THE PROBLEM:
The answer should contain every entry below, copied exactly.
───── RECORDS FOR THIS TASK ─────
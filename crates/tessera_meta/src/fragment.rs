//! The package fragment schema and its binary encoding.
//!
//! Encoded layout: 4 magic bytes, a little-endian `u32` format version, then
//! the bincode (standard config) payload. Members refer to names only through
//! table indices; see [`crate::names`].

use serde::{Deserialize, Serialize};

use crate::error::MetadataError;
use crate::names::{NameResolver, QualifiedName};

/// Magic bytes identifying a structural metadata fragment.
pub const FRAGMENT_MAGIC: [u8; 4] = *b"TSMF";

/// Current fragment format version.
pub const FRAGMENT_FORMAT_VERSION: u32 = 1;

/// Size of the magic + version prefix.
const HEADER_LEN: usize = 8;

/// Declaration flag bits shared by classes and members.
pub mod flags {
    /// Visible outside its module.
    pub const PUBLIC: u32 = 1 << 0;
    /// Visible to subclasses only.
    pub const PROTECTED: u32 = 1 << 1;
    /// Visible inside its module only.
    pub const INTERNAL: u32 = 1 << 2;
    /// May be overridden or subclassed.
    pub const OPEN: u32 = 1 << 3;
    /// Has no implementation.
    pub const ABSTRACT: u32 = 1 << 4;
    /// Declared as an interface.
    pub const INTERFACE: u32 = 1 << 5;
    /// Declared inline.
    pub const INLINE: u32 = 1 << 6;
}

/// Reference to a type by its class name, with type arguments.
#[derive(Clone, PartialEq, Eq, Debug, Serialize, Deserialize)]
pub struct TypeRef {
    /// Qualified-name index of the referenced class.
    pub class_name: u32,
    /// Type arguments, in declaration order.
    pub arguments: Vec<TypeRef>,
    /// Whether the type admits a null value.
    pub nullable: bool,
}

/// A named value parameter of a function or constructor.
#[derive(Clone, PartialEq, Eq, Debug, Serialize, Deserialize)]
pub struct ValueParameter {
    /// String index of the parameter name.
    pub name: u32,
    /// Declared parameter type.
    pub ty: TypeRef,
}

/// A function declared in a class or at file scope.
#[derive(Clone, PartialEq, Eq, Debug, Serialize, Deserialize)]
pub struct FunctionEntry {
    /// String index of the function name.
    pub name: u32,
    /// Declaration flags (see [`flags`]).
    pub flags: u32,
    /// String indices of type parameter names.
    pub type_parameters: Vec<u32>,
    /// Value parameters, in declaration order.
    pub value_parameters: Vec<ValueParameter>,
    /// Declared return type.
    pub return_type: TypeRef,
}

/// A property declared in a class or at file scope.
#[derive(Clone, PartialEq, Eq, Debug, Serialize, Deserialize)]
pub struct PropertyEntry {
    /// String index of the property name.
    pub name: u32,
    /// Declaration flags (see [`flags`]).
    pub flags: u32,
    /// Declared property type.
    pub ty: TypeRef,
    /// Whether the property has a setter.
    pub mutable: bool,
}

/// A class constructor.
#[derive(Clone, PartialEq, Eq, Debug, Serialize, Deserialize)]
pub struct ConstructorEntry {
    /// Declaration flags (see [`flags`]).
    pub flags: u32,
    /// Value parameters, in declaration order.
    pub value_parameters: Vec<ValueParameter>,
}

/// A file-scope type alias.
#[derive(Clone, PartialEq, Eq, Debug, Serialize, Deserialize)]
pub struct TypeAliasEntry {
    /// String index of the alias name.
    pub name: u32,
    /// The aliased type.
    pub underlying: TypeRef,
}

/// A declared type.
#[derive(Clone, PartialEq, Eq, Debug, Serialize, Deserialize)]
pub struct ClassEntry {
    /// Qualified-name index of the class.
    pub fq_name: u32,
    /// Declaration flags (see [`flags`]).
    pub flags: u32,
    /// String indices of type parameter names.
    pub type_parameters: Vec<u32>,
    /// Direct supertypes.
    pub supertypes: Vec<TypeRef>,
    /// Declared constructors.
    pub constructors: Vec<ConstructorEntry>,
    /// Member functions.
    pub functions: Vec<FunctionEntry>,
    /// Member properties.
    pub properties: Vec<PropertyEntry>,
    /// String indices of directly nested class names.
    pub nested_classes: Vec<u32>,
}

impl ClassEntry {
    /// Creates a class entry with no members.
    pub fn new(fq_name: u32, flags: u32) -> Self {
        Self {
            fq_name,
            flags,
            type_parameters: Vec::new(),
            supertypes: Vec::new(),
            constructors: Vec::new(),
            functions: Vec::new(),
            properties: Vec::new(),
            nested_classes: Vec::new(),
        }
    }
}

/// Extension fields attached to the package entry.
#[derive(Clone, PartialEq, Eq, Debug, Default, Serialize, Deserialize)]
pub struct PackageExtensions {
    /// Qualified-name index of the package this file belongs to; `None` for
    /// the root package.
    pub package_fq_name: Option<u32>,
}

/// The file-scope members of one source file.
#[derive(Clone, PartialEq, Eq, Debug, Default, Serialize, Deserialize)]
pub struct PackageEntry {
    /// File-scope functions.
    pub functions: Vec<FunctionEntry>,
    /// File-scope properties.
    pub properties: Vec<PropertyEntry>,
    /// File-scope type aliases.
    pub type_aliases: Vec<TypeAliasEntry>,
    /// Extension fields.
    pub extensions: PackageExtensions,
}

/// Structural metadata of one compiled source file.
#[derive(Clone, PartialEq, Eq, Debug, Default, Serialize, Deserialize)]
pub struct PackageFragment {
    /// String table.
    pub strings: Vec<String>,
    /// Qualified-name table.
    pub qualified_names: Vec<QualifiedName>,
    /// Declared types.
    pub classes: Vec<ClassEntry>,
    /// File-scope members.
    pub package: PackageEntry,
}

impl PackageFragment {
    /// Encodes the fragment with its magic and version prefix.
    pub fn encode(&self) -> Result<Vec<u8>, MetadataError> {
        let payload = bincode::serde::encode_to_vec(self, bincode::config::standard()).map_err(
            |e| MetadataError::Encode {
                reason: e.to_string(),
            },
        )?;
        let mut output = Vec::with_capacity(HEADER_LEN + payload.len());
        output.extend_from_slice(&FRAGMENT_MAGIC);
        output.extend_from_slice(&FRAGMENT_FORMAT_VERSION.to_le_bytes());
        output.extend_from_slice(&payload);
        Ok(output)
    }

    /// Decodes a fragment, validating the magic, the version and that the
    /// payload is consumed exactly.
    pub fn decode(bytes: &[u8]) -> Result<Self, MetadataError> {
        if bytes.len() < HEADER_LEN {
            return Err(MetadataError::Truncated {
                expected: HEADER_LEN,
                actual: bytes.len(),
            });
        }
        let mut magic = [0u8; 4];
        magic.copy_from_slice(&bytes[..4]);
        if magic != FRAGMENT_MAGIC {
            return Err(MetadataError::BadMagic { found: magic });
        }
        let mut version = [0u8; 4];
        version.copy_from_slice(&bytes[4..HEADER_LEN]);
        let version = u32::from_le_bytes(version);
        if version != FRAGMENT_FORMAT_VERSION {
            return Err(MetadataError::VersionMismatch {
                expected: FRAGMENT_FORMAT_VERSION,
                actual: version,
            });
        }

        let payload = &bytes[HEADER_LEN..];
        let (fragment, consumed): (Self, usize) =
            bincode::serde::decode_from_slice(payload, bincode::config::standard()).map_err(
                |e| MetadataError::Decode {
                    reason: e.to_string(),
                },
            )?;
        if consumed != payload.len() {
            return Err(MetadataError::Decode {
                reason: format!("{} trailing bytes", payload.len() - consumed),
            });
        }
        Ok(fragment)
    }

    /// Splits the fragment into its name resolver, classes and package entry.
    pub fn into_parts(self) -> (NameResolver, Vec<ClassEntry>, PackageEntry) {
        let resolver = NameResolver::new(self.strings, self.qualified_names);
        (resolver, self.classes, self.package)
    }
}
─────
TASK RESPONSE:
filename crates/tessera_meta/src/fragment.rs
//! The package fragment schema and its binary encoding.
//!
//! Encoded layout: 4 magic bytes, a little-endian `u32` format version, then
//! the bincode (standard config) payload. Members refer to names only through
//! table indices; see [`crate::names`].

use serde::{Deserialize, Serialize};

use crate::error::MetadataError;
use crate::names::{NameResolver, QualifiedName};

/// Magic bytes identifying a structural metadata fragment.
pub const FRAGMENT_MAGIC: [u8; 4] = *b"TSMF";

/// Current fragment format version.
pub const FRAGMENT_FORMAT_VERSION: u32 = 1;

/// Size of the magic + version prefix.
const HEADER_LEN: usize = 8;

/// Declaration flag bits shared by classes and members.
pub mod flags {
    /// Visible outside its module.
    pub const PUBLIC: u32 = 1 << 0;
    /// Visible to subclasses only.
    pub const PROTECTED: u32 = 1 << 1;
    /// Visible inside its module only.
    pub const INTERNAL: u32 = 1 << 2;
    /// May be overridden or subclassed.
    pub const OPEN: u32 = 1 << 3;
    /// Has no implementation.
    pub const ABSTRACT: u32 = 1 << 4;
    /// Declared as an interface.
    pub const INTERFACE: u32 = 1 << 5;
    /// Declared inline.
    pub const INLINE: u32 = 1 << 6;
}

/// Reference to a type by its class name, with type arguments.
#[derive(Clone, PartialEq, Eq, Debug, Serialize, Deserialize)]
pub struct TypeRef {
    /// Qualified-name index of the referenced class.
    pub class_name: u32,
    /// Type arguments, in declaration order.
    pub arguments: Vec<TypeRef>,
    /// Whether the type admits a null value.
    pub nullable: bool,
}

/// A named value parameter of a function or constructor.
#[derive(Clone, PartialEq, Eq, Debug, Serialize, Deserialize)]
pub struct ValueParameter {
    /// String index of the parameter name.
    pub name: u32,
    /// Declared parameter type.
    pub ty: TypeRef,
}

/// A function declared in a class or at file scope.
#[derive(Clone, PartialEq, Eq, Debug, Serialize, Deserialize)]
pub struct FunctionEntry {
    /// String index of the function name.
    pub name: u32,
    /// Declaration flags (see [`flags`]).
    pub flags: u32,
    /// String indices of type parameter names.
    pub type_parameters: Vec<u32>,
    /// Value parameters, in declaration order.
    pub value_parameters: Vec<ValueParameter>,
    /// Declared return type.
    pub return_type: TypeRef,
}

/// A property declared in a class or at file scope.
#[derive(Clone, PartialEq, Eq, Debug, Serialize, Deserialize)]
pub struct PropertyEntry {
    /// String index of the property name.
    pub name: u32,
    /// Declaration flags (see [`flags`]).
    pub flags: u32,
    /// Declared property type.
    pub ty: TypeRef,
    /// Whether the property has a setter.
    pub mutable: bool,
}

/// A class constructor.
#[derive(Clone, PartialEq, Eq, Debug, Serialize, Deserialize)]
pub struct ConstructorEntry {
    /// Declaration flags (see [`flags`]).
    pub flags: u32,
    /// Value parameters, in declaration order.
    pub value_parameters: Vec<ValueParameter>,
}

/// A file-scope type alias.
#[derive(Clone, PartialEq, Eq, Debug, Serialize, Deserialize)]
pub struct TypeAliasEntry {
    /// String index of the alias name.
    pub name: u32,
    /// The aliased type.
    pub underlying: TypeRef,
}

/// A declared type.
#[derive(Clone, PartialEq, Eq, Debug, Serialize, Deserialize)]
pub struct ClassEntry {
    /// Qualified-name index of the class.
    pub fq_name: u32,
    /// Declaration flags (see [`flags`]).
    pub flags: u32,
    /// String indices of type parameter names.
    pub type_parameters: Vec<u32>,
    /// Direct supertypes.
    pub supertypes: Vec<TypeRef>,
    /// Declared constructors.
    pub constructors: Vec<ConstructorEntry>,
    /// Member functions.
    pub functions: Vec<FunctionEntry>,
    /// Member properties.
    pub properties: Vec<PropertyEntry>,
    /// String indices of directly nested class names.
    pub nested_classes: Vec<u32>,
}

impl ClassEntry {
    /// Creates a class entry with no members.
    pub fn new(fq_name: u32, flags: u32) -> Self {
        Self {
            fq_name,
            flags,
            type_parameters: Vec::new(),
            supertypes: Vec::new(),
            constructors: Vec::new(),
            functions: Vec::new(),
            properties: Vec::new(),
            nested_classes: Vec::new(),
        }
    }
}

/// Extension fields attached to the package entry.
#[derive(Clone, PartialEq, Eq, Debug, Default, Serialize, Deserialize)]
pub struct PackageExtensions {
    /// Qualified-name index of the package this file belongs to; `None` for
    /// the root package.
    pub package_fq_name: Option<u32>,
}

/// The file-scope members of one source file.
#[derive(Clone, PartialEq, Eq, Debug, Default, Serialize, Deserialize)]
pub struct PackageEntry {
    /// File-scope functions.
    pub functions: Vec<FunctionEntry>,
    /// File-scope properties.
    pub properties: Vec<PropertyEntry>,
    /// File-scope type aliases.
    pub type_aliases: Vec<TypeAliasEntry>,
    /// Extension fields.
    pub extensions: PackageExtensions,
}

/// Structural metadata of one compiled source file.
#[derive(Clone, PartialEq, Eq, Debug, Default, Serialize, Deserialize)]
pub struct PackageFragment {
    /// String table.
    pub strings: Vec<String>,
    /// Qualified-name table.
    pub qualified_names: Vec<QualifiedName>,
    /// Declared types.
    pub classes: Vec<ClassEntry>,
    /// File-scope members.
    pub package: PackageEntry,
}

impl PackageFragment {
    /// Encodes the fragment with its magic and version prefix.
    pub fn encode(&self) -> Result<Vec<u8>, MetadataError> {
        let payload = bincode::serde::encode_to_vec(self, bincode::config::standard()).map_err(
            |e| MetadataError::Encode {
                reason: e.to_string(),
            },
        )?;
        let mut output = Vec::with_capacity(HEADER_LEN + payload.len());
        output.extend_from_slice(&FRAGMENT_MAGIC);
        output.extend_from_slice(&FRAGMENT_FORMAT_VERSION.to_le_bytes());
        output.extend_from_slice(&payload);
        Ok(output)
    }

    /// Decodes a fragment, validating the magic, the version and that the
    /// payload is consumed exactly.
    pub fn decode(bytes: &[u8]) -> Result<Self, MetadataError> {
        if bytes.len() < HEADER_LEN {
            return Err(MetadataError::Truncated {
                expected: HEADER_LEN,
                actual: bytes.len(),
            });
        }
        let mut magic = [0u8; 4];
        magic.copy_from_slice(&bytes[..4]);
        if magic != FRAGMENT_MAGIC {
            return Err(MetadataError::BadMagic { found: magic });
        }
        let mut version = [0u8; 4];
        version.copy_from_slice(&bytes[4..HEADER_LEN]);
        let version = u32::from_le_bytes(version);
        if version != FRAGMENT_FORMAT_VERSION {
            return Err(MetadataError::VersionMismatch {
                expected: FRAGMENT_FORMAT_VERSION,
                actual: version,
            });
        }

        let payload = &bytes[HEADER_LEN..];
        let (fragment, consumed): (Self, usize) =
            bincode::serde::decode_from_slice(payload, bincode::config::standard()).map_err(
                |e| MetadataError::Decode {
                    reason: e.to_string(),
                },
            )?;
        if consumed != payload.len() {
            return Err(MetadataError::Decode {
                reason: format!("{} trailing bytes", payload.len() - consumed),
            });
        }
        Ok(fragment)
    }

    /// Splits the fragment into its name resolver, classes and package entry.
    pub fn into_parts(self) -> (NameResolver, Vec<ClassEntry>, PackageEntry) {
        let resolver = NameResolver::new(self.strings, self.qualified_names);
        (resolver, self.classes, self.package)
    }
}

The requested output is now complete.